If Cook County state’s attorney Kim Foxx thought that the op-ed she published in the Chicago Tribune last night was going to put the Jussie Smollett debacle in her rear-view mirror, this one will probably be remembered as a swing and a miss. In a fashion typical of those who have been caught with their hand in the cookie jar, Foxx seeks to “answer the question” for all of her detractors, but then proceeds to answer a question that virtually nobody is asking while ignoring the larger issue at hand.
In order to show that we’re all on the same team here, Foxx begins by essentially throwing Smollett under the bus. She states unequivocally, “He has not been exonerated; he has not been found innocent.” She goes on to declare that seeing people faking a hate crime makes her “angry.” But then she unleashes the question she wants to answer.
So, why isn’t Smollett in prison or at least on trial? There are two different answers to this, both equally important.
First, the law. There were specific aspects of the evidence and testimony presented to the office that would have made securing a conviction against Smollett uncertain. In determining whether or not to pursue charges, prosecutors are required to balance the severity of the crime against the likelihood of securing a conviction. For a variety of reasons, including public statements made about the evidence in this case, my office believed the likelihood of securing a conviction was not certain.
The question isn’t one of why Jussie Smollett isn’t in prison or at least heading for trial. The grand jury probably left the state with more charges against him than were absolutely needed and the class 4 felonies in question frequently don’t result in significant jail time. I’m pretty sure everyone was aware of that. The real question was how your office decided to let him off entirely when everyone else involved in the case seemed to think it was a slam dunk. The idea that “securing a conviction” is ever certain in any case is a false argument. If the case has a strong enough body of evidence (as this one clearly seemed to) you move forward.
The second pressing issue is how the records were immediately sealed before anyone else even knew that the case was being dumped. Foxx pretends to address this issue while saying essentially nothing. (Emphasis added)

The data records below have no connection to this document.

//! Fatal error conditions of split search and tree mutation.
//!
//! Every variant signals an upstream invariant violation rather than bad user
//! input. Callers are expected to abort the training run; nothing here is
//! retried.

use super::params::ParamValidationError;
use super::tree::NodeId;

/// Errors raised by split evaluation, tree mutation and prediction updates.
#[derive(Debug, thiserror::Error)]
pub enum SplitError {
    #[error("bin boundary index {index} of feature {feature} exceeds i32::MAX")]
    BinIndexOverflow { feature: u32, index: usize },

    #[error("malformed bin cuts: {0}")]
    MalformedCuts(String),

    #[error("prediction cache is empty")]
    EmptyPredictionCache,

    #[error("tree has {tree} nodes but row partition reports {partition}")]
    NodeCountMismatch { tree: usize, partition: usize },

    #[error("column sampler returned no features for node {node} at depth {depth}")]
    EmptyFeatureSet { node: NodeId, depth: u32 },

    #[error("node {node} is not in the tree ({n_nodes} nodes)")]
    UnknownNode { node: NodeId, n_nodes: usize },

    #[error("sampled feature {feature} of node {node} is outside the {n_features} features of the cuts")]
    FeatureOutOfRange { node: NodeId, feature: u32, n_features: usize },

    #[error("no histogram for node {node}")]
    MissingHistogram { node: NodeId },

    #[error("no statistics recorded for node {node}")]
    MissingNodeStat { node: NodeId },

    #[error("invalid category {value} for feature {feature} at node {node}")]
    InvalidCategory { node: NodeId, feature: u32, value: f32 },

    #[error("row {row} is outside the prediction cache of length {len}")]
    RowOutOfRange { row: u32, len: usize },

    #[error("row {row} is owned by more than one leaf")]
    DuplicateRow { row: u32 },

    #[error("failed to build worker pool: {0}")]
    ThreadPool(#[from] rayon::ThreadPoolBuildError),

    #[error("invalid training parameters: {0}")]
    InvalidParams(#[from] ParamValidationError),
}
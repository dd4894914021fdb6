//! Row partitioning for tree training.
//!
//! Tracks the row indices owned by each tree node. Uses a single contiguous
//! buffer with one range per node to avoid allocations during training.
//!
//! When a node is split, its range is stably partitioned in place: the first
//! part becomes the left child's range, the rest the right child's.
//!
//! ```text
//! Initial (all rows in node 0):
//!   indices: [0, 1, 2, 3, 4, 5, 6, 7]
//!   ranges:  0 -> 0..8
//!
//! After splitting node 0 (even rows left to node 1, odd rows right to node 2):
//!   indices: [0, 2, 4, 6, 1, 3, 5, 7]
//!   ranges:  0 -> 0..8, 1 -> 0..4, 2 -> 4..8
//! ```

use std::ops::Range;

use super::tree::NodeId;

/// Provides the rows routed to each node of the current tree.
pub trait RowSetSource: Sync {
    /// Number of node ids known to the partition.
    fn n_nodes(&self) -> usize;

    /// Rows owned by `node`. Only meaningful for leaves of the finished tree.
    fn rows(&self, node: NodeId) -> &[u32];
}

/// Contiguous per-node row index lists.
#[derive(Debug, Clone, Default)]
pub struct RowPartitioner {
    /// Row indices buffer. Partitioned in place.
    indices: Vec<u32>,
    /// Range of each node in `indices`.
    ranges: Vec<Range<usize>>,
    /// Scratch for the right-going rows of a stable partition.
    scratch: Vec<u32>,
}

impl RowPartitioner {
    /// Create a partitioner with all `n_rows` rows in the root.
    pub fn new(n_rows: usize) -> Self {
        let mut partitioner = Self::default();
        partitioner.reset(n_rows, None);
        partitioner
    }

    /// Reset for a new tree.
    ///
    /// Initializes with all rows (or the sampled rows) in node 0.
    pub fn reset(&mut self, n_rows: usize, sampled: Option<&[u32]>) {
        self.indices.clear();
        match sampled {
            None => self.indices.extend(0..n_rows as u32),
            Some(rows) => self.indices.extend_from_slice(rows),
        }
        self.ranges.clear();
        self.ranges.push(0..self.indices.len());
    }

    /// Number of rows tracked by the partition.
    #[inline]
    pub fn n_rows(&self) -> usize {
        self.indices.len()
    }

    /// Split `parent`'s rows into `left` and `right`.
    ///
    /// Relative row order is preserved on both sides. Returns the row counts
    /// `(left, right)`.
    pub fn apply_split(
        &mut self,
        parent: NodeId,
        left: NodeId,
        right: NodeId,
        goes_left: impl Fn(u32) -> bool,
    ) -> (usize, usize) {
        let range = self.ranges[parent as usize].clone();
        self.scratch.clear();

        let mut left_end = range.start;
        for i in range.clone() {
            let row = self.indices[i];
            if goes_left(row) {
                self.indices[left_end] = row;
                left_end += 1;
            } else {
                self.scratch.push(row);
            }
        }
        self.indices[left_end..range.end].copy_from_slice(&self.scratch);

        let needed = left.max(right) as usize + 1;
        if self.ranges.len() < needed {
            self.ranges.resize(needed, 0..0);
        }
        self.ranges[left as usize] = range.start..left_end;
        self.ranges[right as usize] = left_end..range.end;

        (left_end - range.start, range.end - left_end)
    }
}

impl RowSetSource for RowPartitioner {
    #[inline]
    fn n_nodes(&self) -> usize {
        self.ranges.len()
    }

    #[inline]
    fn rows(&self, node: NodeId) -> &[u32] {
        match self.ranges.get(node as usize) {
            Some(range) => &self.indices[range.clone()],
            None => &[],
        }
    }
}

In the interest of full transparency, I would prefer these records be made public. However, in this case, Illinois law allows defendants in certain circumstances to request that public records remain sealed. Smollett chose to pursue that avenue, and so my office is barred from releasing those records without his approval.
Yes, the law allows for defendants in certain circumstances to request that public records be sealed. But it also allows for the prosecution to object to the request and demand reasons why they should be sealed. And the judge can reject the request. I’m sure anyone exposed as having done something truly awful would love to have all the records sealed. But that doesn’t mean that the court grants those requests routinely. Except in the case of juveniles, it’s actually quite rare and a compelling public interest in keeping them hidden would need to be made. Sealing these records serves the interest of nobody but Jussie Smollett and his future acting career.
Why was the request granted? How is it that nobody objected? Foxx has nothing to say on the matter. She also goes to great lengths to point out that it’s important to put truly dangerous criminals in jail and not simply “people we are angry at.” But as noted above, the probability of Smollett doing more than minimal time in the local jail was near zero. He’d most likely have gotten a fine and community service given his lack of any prior convictions. But at least he would have been convicted and the public could have seen the evidence.
This “explanation” from Foxx explains nothing. And Chicago is still left with a massive stain on its already dubious record of corruption among elected officials.